Captain Ameribear has a treasure map that Nick Furry gave to him. Bucky doesn’t have a Nick Fury bear, so that part was played by a sweater that had missed Bucky’s clothes hamper and ended up on the floor.

Now all the Bearvengers are on a treasure hunt except for Bucky Bear because he’s still osmosing his honey. Anyway, Bucky Bear wasn’t sure he wanted to play when JARVIS was watching. Not that JARVIS isn’t always watching, but usually nobody mentions it right before Bucky plays with his bears. Bucky Bear insists that he does not have stage fright; he just likes his privacy. And he can’t rush his lunch or he’ll get a bearly ache.

“That’s the last of the pirates,” Falcon Bear says. The treasure was guarded by ghost pirates, which are even more dangerous than regular pirates, both because swords go right through them and because they can make themselves look friendly instead of ghosty and pirate-y. For half of the treasure hunt the ghost pirates were searching right alongside the Bearvengers, and none of the bears had any idea they were bad. If it weren’t for Iron Bear and War Machine Bear and their anti-ghost repulsor settings, the Bearvengers wouldn’t have stood a chance.

Captain Ameribear orders War Machine Bear to the front of the group, and Iron Bear to the back. The treasure chest is just up ahead, but he’s not taking any chances that the ghost pirates could recover from the repulsors.

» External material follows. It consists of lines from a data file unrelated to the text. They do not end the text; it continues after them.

//! HTTP API routes.

use std::path::PathBuf;
use std::sync::Arc;

use axum::{
    Json, Router,
    extract::{
        Path, Query, State,
        rejection::{JsonRejection, QueryRejection},
    },
    http::{HeaderValue, Request, StatusCode},
    response::{IntoResponse, Response},
    routing::{get, post},
};
use serde::Deserialize;
use tower::limit::GlobalConcurrencyLimitLayer;
use tower_http::cors::CorsLayer;
use tower_http::services::ServeDir;
use tower_http::trace::TraceLayer;

use super::transport::{self, JsonRpcRequest, JsonRpcResponse, codes};
use crate::agent::AgentReport;
use crate::chat::ChatAnswer;
use crate::config::server::MAX_CONCURRENT_REQUESTS;
use crate::error::{StoreError, ToolError};
use crate::latex::{QueryTerm, Token, parse_query, tokenize};
use crate::models::{AgentRequest, ArxivId, ChatRequest, Paper};
use crate::search::{IndexStats, SearchRequest, SearchResponse};
use crate::tools::{self, McpTool, ToolContext};

/// Shared state for HTTP handlers.
pub struct HttpState {
    pub tools: Vec<Box<dyn McpTool>>,
    pub ctx: ToolContext,
}

/// A [`ToolError`] rendered as `{"error": message}` with its status code.
#[derive(Debug)]
pub struct ApiError(pub ToolError);

impl From<ToolError> for ApiError {
    fn from(err: ToolError) -> Self {
        Self(err)
    }
}

impl From<StoreError> for ApiError {
    fn from(err: StoreError) -> Self {
        Self(err.into())
    }
}

impl From<QueryRejection> for ApiError {
    fn from(rejection: QueryRejection) -> Self {
        Self(ToolError::validation("query string", rejection.body_text()))
    }
}

impl From<JsonRejection> for ApiError {
    fn from(rejection: JsonRejection) -> Self {
        Self(ToolError::validation("body", rejection.body_text()))
    }
}

impl IntoResponse for ApiError {
    fn into_response(self) -> Response {
        let status = StatusCode::from_u16(self.0.status_code()).unwrap_or(StatusCode::INTERNAL_SERVER_ERROR);
        if status.is_server_error() {
            tracing::error!(error = %self.0, "Request failed");
        }
        (status, Json(serde_json::json!({ "error": self.0.to_user_message() }))).into_response()
    }
}

type ApiResult<T> = Result<Json<T>, ApiError>;

/// Create the HTTP router: JSON API, MCP endpoint and the optional static UI.
pub fn create_router(tools: Vec<Box<dyn McpTool>>, ctx: ToolContext, ui_dir: Option<PathBuf>) -> Router {
    let state = Arc::new(HttpState { tools, ctx });

    let router = Router::new()
        .route("/health", get(health_check))
        .route("/api/stats", get(stats))
        .route("/api/search", get(search))
        .route("/api/papers/{*path}", get(get_paper).post(paper_action))
        .route("/api/debug/tokenize", get(debug_tokenize))
        .route("/api/chat", post(chat))
        .route("/api/agent", post(agent))
        .route("/mcp", post(handle_mcp_post))
        .with_state(state);

    let router = match ui_dir {
        Some(dir) => {
            tracing::info!(dir = %dir.display(), "Serving static UI");
            router.fallback_service(ServeDir::new(dir))
        }
        None => router.fallback(not_found),
    };

    router
        .layer(GlobalConcurrencyLimitLayer::new(MAX_CONCURRENT_REQUESTS))
        .layer(CorsLayer::permissive())
        .layer(TraceLayer::new_for_http().make_span_with(|req: &Request<_>| {
            tracing::info_span!(
                "http",
                method = %req.method(),
                uri = %req.uri(),
                request_id = %uuid::Uuid::new_v4()
            )
        }))
}

async fn health_check(State(state): State<Arc<HttpState>>) -> impl IntoResponse {
    Json(serde_json::json!({
        "status": "ok",
        "service": "project-search-bar",
        "version": env!("CARGO_PKG_VERSION"),
        "chat": state.ctx.chat.is_available(),
        "online": state.ctx.enricher.is_online(),
        "tools": state.tools.len()
    }))
}

async fn not_found() -> ApiError {
    ApiError(ToolError::not_found("route"))
}

async fn stats(State(state): State<Arc<HttpState>>) -> ApiResult<IndexStats> {
    Ok(Json(state.ctx.engine.stats()?))
}

async fn search(
    State(state): State<Arc<HttpState>>,
    query: Result<Query<SearchRequest>, QueryRejection>,
) -> ApiResult<SearchResponse> {
    let Query(request) = query?;
    Ok(Json(state.ctx.engine.search_blocking(request).await?))
}

/// Accepts `math/0601001` as well as the file-name form `math_0601001`.
fn normalize_id(raw: &str) -> String {
    ArxivId::from_file_name(raw.trim().trim_matches('/')).as_str().to_string()
}

async fn get_paper(State(state): State<Arc<HttpState>>, Path(path): Path<String>) -> ApiResult<Paper> {
    let arxiv_id = normalize_id(&path);
    let paper = state.ctx.engine.paper(&arxiv_id)?.ok_or_else(|| ToolError::not_found(arxiv_id))?;
    Ok(Json(paper))
}

async fn paper_action(
    State(state): State<Arc<HttpState>>,
    Path(path): Path<String>,
) -> ApiResult<serde_json::Value> {
    let Some(id) = path.strip_suffix("/enrich") else {
        return Err(ApiError(ToolError::not_found(format!("action on {path}"))));
    };
    let (paper, updated) = tools::enrich_paper(&state.ctx, &normalize_id(id)).await?;
    Ok(Json(serde_json::json!({ "updated": updated, "paper": paper })))
}

#[derive(Debug, Deserialize)]
struct TokenizeQuery {
    #[serde(alias = "text")]
    q: String,
}

#[derive(Debug, serde::Serialize)]
#[serde(rename_all = "camelCase")]
struct TokenizeResponse {
    text: String,
    tokens: Vec<Token>,
    keys: Vec<String>,
    query_terms: Vec<QueryTerm>,
}

async fn debug_tokenize(query: Result<Query<TokenizeQuery>, QueryRejection>) -> ApiResult<TokenizeResponse> {
    let Query(query) = query?;
    let tokens = tokenize(&query.q);
    let keys = tokens.iter().map(Token::key).collect();
    let query_terms = parse_query(&query.q);
    Ok(Json(TokenizeResponse { text: query.q, tokens, keys, query_terms }))
}

async fn chat(
    State(state): State<Arc<HttpState>>,
    body: Result<Json<ChatRequest>, JsonRejection>,
) -> ApiResult<ChatAnswer> {
    let Json(request) = body?;
    Ok(Json(state.ctx.chat.ask(&request).await?))
}

async fn agent(
    State(state): State<Arc<HttpState>>,
    body: Result<Json<AgentRequest>, JsonRejection>,
) -> ApiResult<AgentReport> {
    let Json(request) = body?;
    Ok(Json(state.ctx.agent.run(&request).await?))
}

/// Handle POST requests to /mcp (single-response streamable HTTP).
async fn handle_mcp_post(
    State(state): State<Arc<HttpState>>,
    body: Result<Json<JsonRpcRequest>, JsonRejection>,
) -> Response {
    let req = match body {
        Ok(Json(req)) => req,
        Err(rejection) => {
            let reply = JsonRpcResponse::error(None, codes::PARSE_ERROR, rejection.body_text());
            return (StatusCode::BAD_REQUEST, Json(reply)).into_response();
        }
    };
    tracing::debug!(method = %req.method, "Handling MCP POST request");
    let is_initialize = req.method == "initialize";

    match transport::dispatch(req, &state.tools, &state.ctx).await {
        None => StatusCode::ACCEPTED.into_response(),
        Some(response) => {
            let mut res = Json(response).into_response();
            if is_initialize {
                if let Ok(value) = HeaderValue::from_str(&uuid::Uuid::new_v4().to_string()) {
                    res.headers_mut().insert("Mcp-Session-Id", value);
                }
            }
            res
        }
    }
}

“The treasure room’s full of gold,” Bucky explains as the bears gape in the doorway. “It’s really deep, it goes up to everybody’s knees.” There are jewels mixed in with the gold too, and other things like crowns and scepters and timeless pottery. Hawkbear tries to backstroke through it, but he’s not doing very well. “There’s a big chest in the middle of the room. It’s as big as a bear.”

“It’s locked,” Falcon Bear points out. There’s a big, thick metal lock holding the treasure chest shut. It’s as big as a bear’s paw.

“I can break it with my shield.” Captain Ameribear lifts his arms up, getting ready to swing.

“Wait!” Bear Widow says. “What if opening the chest sets off a trap?”

“Rhodey and I can fly it out of here,” Iron Bear offers.

Captain Ameribear shakes his head. “You need to stay on watch for ghosts. Anyway, if opening the treasure chest activates a trap, picking the whole thing up definitely will. Falcon Bear. Iron Bear. War Machine Bear.”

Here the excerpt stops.